In a time of crisis, with lives in the balance, in the conflict between two powerful ideologies -- one that prizes freedom, one that would strangle its people in a totalitarian grip -- an American president spoke directly to those whose lives and liberties were most threatened and told them that the United States stood with them, that we are all Berliners.
If the President of the United States does not stand for freedom, who will?
In another time of crisis in the conflict between two powerful ideologies -- one that cherishes freedom, one that would enslave its subjects -- an American president spoke directly to those most threatened and told them that the United States stood by them, demanding, "Mister Gorbachev, tear down this wall."
If the President of the United States does not stand for freedom, who will?
Two decades later, another conflict between ideologies -- one that values freedom and one that would subjugate its people with the force of clubs and guns -- and the president tells those who are putting their freedoms, their families' well-being, their very lives at stake ...

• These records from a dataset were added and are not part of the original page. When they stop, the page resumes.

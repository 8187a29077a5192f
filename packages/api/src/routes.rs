//! HTTP routes.
//!
//! | Path | Verb | Handler |
//! |------|------|---------|
//! | `/` | GET | [`home`] |
//! | `/login` | GET, POST | [`login_form`], [`login`] |
//! | `/register` | GET, POST | [`register_form`], [`register`] |
//! | `/logout` | GET | [`logout`] |
//! | `/auth/google` | GET | [`google_login`] |
//! | `/auth/google/secrets` | GET | [`google_callback`] |
//! | `/secrets` | GET | [`list_secrets`] |
//! | `/submit` | GET, POST | [`submit_form`], [`submit`] |
//! | `/mysecrets` | GET, DELETE | [`my_secrets`], [`delete_secret`] |
//! | `/mysecrets/{id}/edit` | GET | [`edit_form`] |
//! | `/mysecrets/{id}` | PUT | [`update_secret`] |

use axum::extract::{Path, Query, State};
use axum::http::StatusCode;
use axum::response::{Html, IntoResponse, Redirect, Response};
use axum::routing::{get, put};
use axum::{Form, Router};
use serde::Deserialize;
use store::Store;
use tower_sessions::Session;
use tracing::{info, warn};

use crate::auth::{self, local, AuthError, AuthUser, MaybeUser};
use crate::error::AppError;
use crate::secrets;
use crate::state::AppState;

/// Build the application router over `state`.
///
/// The router expects a `tower_sessions` session layer around it.
pub fn router<S: Store>(state: AppState<S>) -> Router {
    Router::new()
        .route("/", get(home::<S>))
        .route("/login", get(login_form).post(login::<S>))
        .route("/register", get(register_form).post(register::<S>))
        .route("/logout", get(logout))
        .route("/auth/google", get(google_login::<S>))
        .route("/auth/google/secrets", get(google_callback::<S>))
        .route("/secrets", get(list_secrets::<S>))
        .route("/submit", get(submit_form::<S>).post(submit::<S>))
        .route(
            "/mysecrets",
            get(my_secrets::<S>).delete(delete_secret::<S>),
        )
        .route("/mysecrets/{id}/edit", get(edit_form::<S>))
        .route("/mysecrets/{id}", put(update_secret::<S>))
        .fallback(not_found::<S>)
        .with_state(state)
}

#[derive(Debug, Deserialize)]
pub struct Credentials {
    pub username: String,
    pub password: String,
}

#[derive(Debug, Deserialize)]
pub struct SubmitForm {
    pub secret: String,
}

#[derive(Debug, Deserialize)]
pub struct EditForm {
    #[serde(rename = "changedSecret")]
    pub changed_secret: String,
}

#[derive(Debug, Deserialize)]
pub struct DeleteForm {
    #[serde(rename = "deleteSecret")]
    pub delete_secret: String,
}

#[derive(Debug, Deserialize)]
pub struct OAuthCallback {
    pub code: Option<String>,
    pub state: Option<String>,
    pub error: Option<String>,
}

pub async fn home<S: Store>(user: MaybeUser) -> Html<String> {
    Html(ui::views::home_page(user.is_signed_in()))
}

pub async fn login_form() -> Html<String> {
    Html(ui::views::login_page())
}

pub async fn register_form() -> Html<String> {
    Html(ui::views::register_page())
}

pub async fn register<S: Store>(
    State(state): State<AppState<S>>,
    session: Session,
    Form(form): Form<Credentials>,
) -> Result<Redirect, AppError> {
    match local::register(&state.store, &form.username, &form.password).await {
        Ok(user) => {
            auth::log_in(&session, &user).await?;
            info!(user_id = %user.id, "Registered local user");
            Ok(Redirect::to("/secrets"))
        }
        Err(err @ (AuthError::UsernameTaken | AuthError::MissingCredentials)) => {
            warn!("Registration rejected: {err}");
            Ok(Redirect::to("/register"))
        }
        Err(err) => Err(err.into()),
    }
}

pub async fn login<S: Store>(
    State(state): State<AppState<S>>,
    session: Session,
    Form(form): Form<Credentials>,
) -> Result<Redirect, AppError> {
    match local::authenticate(&state.store, &form.username, &form.password).await? {
        Some(user) => {
            auth::log_in(&session, &user).await?;
            info!(user_id = %user.id, "Local login");
            Ok(Redirect::to("/secrets"))
        }
        None => {
            warn!("Rejected login attempt");
            Ok(Redirect::to("/login"))
        }
    }
}

pub async fn logout(session: Session) -> Result<Redirect, AppError> {
    auth::log_out(&session).await?;
    Ok(Redirect::to("/"))
}

pub async fn google_login<S: Store>(
    State(state): State<AppState<S>>,
    session: Session,
) -> Result<Redirect, AppError> {
    let url = state.google.authorize_url(&session).await?;
    Ok(Redirect::to(&url))
}

/// Every failure lands back on `/login`.
pub async fn google_callback<S: Store>(
    State(state): State<AppState<S>>,
    session: Session,
    Query(params): Query<OAuthCallback>,
) -> Result<Redirect, AppError> {
    if let Some(error) = params.error {
        warn!("Google sign-in was not granted: {error}");
        return Ok(Redirect::to("/login"));
    }
    let (Some(code), Some(csrf_state)) = (params.code, params.state) else {
        warn!("Google callback without code or state");
        return Ok(Redirect::to("/login"));
    };

    let profile = match state.google.exchange_code(&session, &code, &csrf_state).await {
        Ok(profile) => profile,
        Err(err) => {
            warn!("Google OAuth exchange failed: {err}");
            return Ok(Redirect::to("/login"));
        }
    };
    let user = match auth::resolve_google_user(&state.store, &profile).await {
        Ok(user) => user,
        Err(err) => {
            warn!("Could not resolve Google user: {err}");
            return Ok(Redirect::to("/login"));
        }
    };

    auth::log_in(&session, &user).await?;
    info!(user_id = %user.id, "Google login");
    Ok(Redirect::to("/secrets"))
}

pub async fn list_secrets<S: Store>(
    State(state): State<AppState<S>>,
    user: MaybeUser,
) -> Result<Html<String>, AppError> {
    let secrets = secrets::all_secrets(&state.store).await?;
    Ok(Html(ui::views::secrets_page(user.is_signed_in(), secrets)))
}

pub async fn my_secrets<S: Store>(
    State(state): State<AppState<S>>,
    AuthUser(user): AuthUser,
) -> Result<Response, AppError> {
    let Some((user, secrets)) = state.store.find_user_with_secrets(user.id).await? else {
        return Ok(Redirect::to("/login").into_response());
    };
    Ok(Html(ui::views::my_secrets_page(user.to_info(), secrets)).into_response())
}

pub async fn submit_form<S: Store>(user: MaybeUser) -> Response {
    if user.is_signed_in() {
        Html(ui::views::submit_page()).into_response()
    } else {
        Redirect::to("/login").into_response()
    }
}

pub async fn submit<S: Store>(
    State(state): State<AppState<S>>,
    AuthUser(user): AuthUser,
    Form(form): Form<SubmitForm>,
) -> Result<Redirect, AppError> {
    let Some(body) = secrets::validate_body(&form.secret) else {
        return Ok(Redirect::to("/submit"));
    };
    secrets::submit_secret(&state.store, &user, body).await?;
    Ok(Redirect::to("/secrets"))
}

/// Any secret can be edited by id; no session is needed.
pub async fn edit_form<S: Store>(
    State(state): State<AppState<S>>,
    user: MaybeUser,
    Path(id): Path<String>,
) -> Result<Html<String>, AppError> {
    let id = secrets::parse_secret_id(&id)?;
    let secret = secrets::find_secret(&state.store, id).await?;
    Ok(Html(ui::views::edit_page(user.is_signed_in(), secret)))
}

pub async fn update_secret<S: Store>(
    State(state): State<AppState<S>>,
    Path(id): Path<String>,
    Form(form): Form<EditForm>,
) -> Result<Redirect, AppError> {
    let id = secrets::parse_secret_id(&id)?;
    let Some(body) = secrets::validate_body(&form.changed_secret) else {
        return Ok(Redirect::to(&format!("/mysecrets/{id}/edit")));
    };
    secrets::edit_secret(&state.store, id, body).await?;
    Ok(Redirect::to("/mysecrets"))
}

pub async fn delete_secret<S: Store>(
    State(state): State<AppState<S>>,
    AuthUser(user): AuthUser,
    Form(form): Form<DeleteForm>,
) -> Result<Redirect, AppError> {
    let id = secrets::parse_secret_id(&form.delete_secret)?;
    secrets::delete_secret(&state.store, &user, id).await?;
    Ok(Redirect::to("/mysecrets"))
}

pub async fn not_found<S: Store>(user: MaybeUser) -> (StatusCode, Html<String>) {
    (
        StatusCode::NOT_FOUND,
        Html(ui::views::not_found_page(user.is_signed_in())),
    )
}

What? Not that we stand with them. Not that the fists and clubs and boots that rain down on them wound us all. Not, as the founders said far more eloquently than I, that freedom is God's -- or Allah's, if he would prefer to say it that way -- gift to us all. Not that we are as ready to stand with Iranians as we were with Berliners. But that, "I think it's important for us to make sure the Iranian people know we are watching."
Even at that, Mister Obama's response to the protests, and subsequent violence, in Iran has warmed in recent days ... from cool to tepid.
But where is the eloquence for which he has been so fulsomely praised? As he noted during last year's campaign, words have meaning, and, whatever one thinks of his policies, Obama reads words from the teleprompter well enough to make the most polished TV anchor jealous.
So where now are the soaring rhetoric, the lofty ideals, the calls to action with which Obama campaigned only months ago? Did his speech writers take a summer sabbatical? Or were his words then no more than a facade, carefully constructed by his handlers to appeal to a target demo, as calculated as it was cynical?
If it had been he, instead of JFK, would he have told West Germans, 'Text me about how things work out'? Or if it had been he, instead of Reagan, would he have demanded 'Mister Gorbachev, give us a mural on this wall'? Maybe of him?
If the President of the United States does not stand for freedom, who will?
At his Tuesday news conference, Obama called the widely-circulated video of Nedha Agha-Soltan's shooting death, "Heartbreaking." If you're one of the few people who haven't seen it yet, the brutal death of this lovely young woman -- a teenager whose short life was snuffed out violently, needlessly, senselessly by a regime which should have protected her -- is that and more.
One of Obama's books is entitled, The Audacity of Hope. We are seeing the true audacity of hope play out in the streets of Tehran, just as we are watching the lifeblood of freedom flow from the people of Iran.
People like Neda.
The men and women of this country who have fought and bled and died--and are fighting and bleeding and dying right now in places like Iraq and Afghanistan--know that freedom doesn't come cheap. Few know more about that price than Senator John McCain. To paraphrase him on Neda's death: She died with her eyes open; let us not keep our eyes closed.
If the President of the United States does not stand for freedom, the rest of us must.